What does Malaysia now need?

My answer to that question is “some good tailoring”.

Yes, there are tailors aplenty in Malaysia, many of them good, and far better than just good.

But by good tailoring I mean here something else.

Clothing the Body

Like most countries, Malaysia has a constitution.

That constitution is basis of the nation. It provides the inner structure and form of “the body politic”. It furnished the basis of Merdeka and remains the bedrock of nationhood.

The Constitution is still sound. It will remain sound provided people understand it clearly: so long as people understand what it says and was intended to say, and how what it says was shaped — and so is to be “read against”, meaning initially and primarily understood in the context of — the political challenges of that time.

Of that time, and not the rather different current political demands that people may now wish to “read back” into it.

Despite all the many political dramas and traumas of half a century and more, it is still in good shape.

It is not only remains a solid basis for nationhood. More, it is the only one that Malaysia has, or is ever likely to.

But like any human body, it cannot live naked in the world. It needs to be appropriately clothed. It needs proper attire and appropriate garb if it is to appear publicly to people at any time.

That is true not just of Malaysia but applies everywhere.

The body’s basic form and structure, its bare constitutional fundamentals, need to be properly clothed and dressed.

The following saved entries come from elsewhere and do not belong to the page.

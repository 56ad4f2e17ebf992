use cipher::InvalidLength;
use thiserror::Error;

/// Result alias used throughout the crate.
pub type Result<T> = std::result::Result<T, Error>;

/// Identifies which container a corrupt header belongs to.
#[derive(Debug, Clone, Copy, PartialEq, Eq)]
pub enum HeaderKind {
    Gamecard,
    HashFs,
    Nca,
    Romfs,
    Save,
    Bucket,
    Ticket,
    Certificate,
}

/// Why the gamecard cannot be read right now.
#[derive(Debug, Clone, Copy, PartialEq, Eq)]
pub enum NotReadyKind {
    NotInserted,
    Processing,
    LafwRequired,
    NoGcPatch,
}

#[derive(Error, Debug)]
pub enum Error {
    #[error("IO error: {0}")]
    Io(#[from] std::io::Error),
    #[error("Unable to parse binary data: {0}")]
    BinaryParser(#[from] binrw::Error),
    #[error("Unable to parse string: {0}")]
    StringParser(#[from] core::str::Utf8Error),
    #[error("Gamecard not ready: {0:?}")]
    GamecardNotReady(NotReadyKind),
    #[error("Corrupt {0:?} header: {1}")]
    CorruptHeader(HeaderKind, String),
    #[error("Hash mismatch in {layer} at offset 0x{offset:X}")]
    HashMismatch { layer: &'static str, offset: u64 },
    #[error("Save data failed verification")]
    SaveCorrupt,
    #[error("Key not present: {0}")]
    KeyMissing(String),
    #[error("Crypto operation failed: {0}")]
    CryptoFailure(String),
    #[error("Not found: {0}")]
    NotFound(String),
    #[error("Not supported: {0}")]
    UnsupportedVariant(String),
    #[error("Invalid argument: {0}")]
    InvalidArgument(String),
    #[error("Invalid state: {0}")]
    InvalidState(String),
    #[error("RSA-OAEP label hash mismatch")]
    OaepLabelMismatch,
    #[error("RSA-OAEP plaintext prefix mismatch")]
    OaepPrefixMismatch,
    #[error("Operation aborted by caller")]
    Aborted,
}

impl From<InvalidLength> for Error {
    fn from(_: InvalidLength) -> Self {
        Error::CryptoFailure("Invalid key length".to_string())
    }
}

impl Error {
    /// True when retrying after a gamecard status change may succeed.
    pub fn is_transient(&self) -> bool {
        matches!(
            self,
            Error::GamecardNotReady(NotReadyKind::NotInserted | NotReadyKind::Processing)
        )
    }
}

That kind of clothing, needed by all nations in their own individually distinctive ways, is an appropriate set of political arrangements and institutions. A socially serviceable framework of governance.

Such a framework is needed to give practical form and expression to the constitution and constitutional principles.

Only in that way that can constitutional principles bridge, and bind together in a morally sustainable and hence politically effective way, the great dualities: state and society, government and people, rulers and citizens, national policy and the everyday life of the people.

Malaysia’s political clothing: A brief historical overview.

Malaysia has, in its half century and more of national independence, “kitted itself out” with that necessary kind of political clothing. More than once, in fact.

Its initial set of political clothing, the nation’s first proudly worn outfit, was created and taken on with the achievement of independence. That was the first form in which the nation’s constitutional fundamentals were given political form and expression, or politically effective attire.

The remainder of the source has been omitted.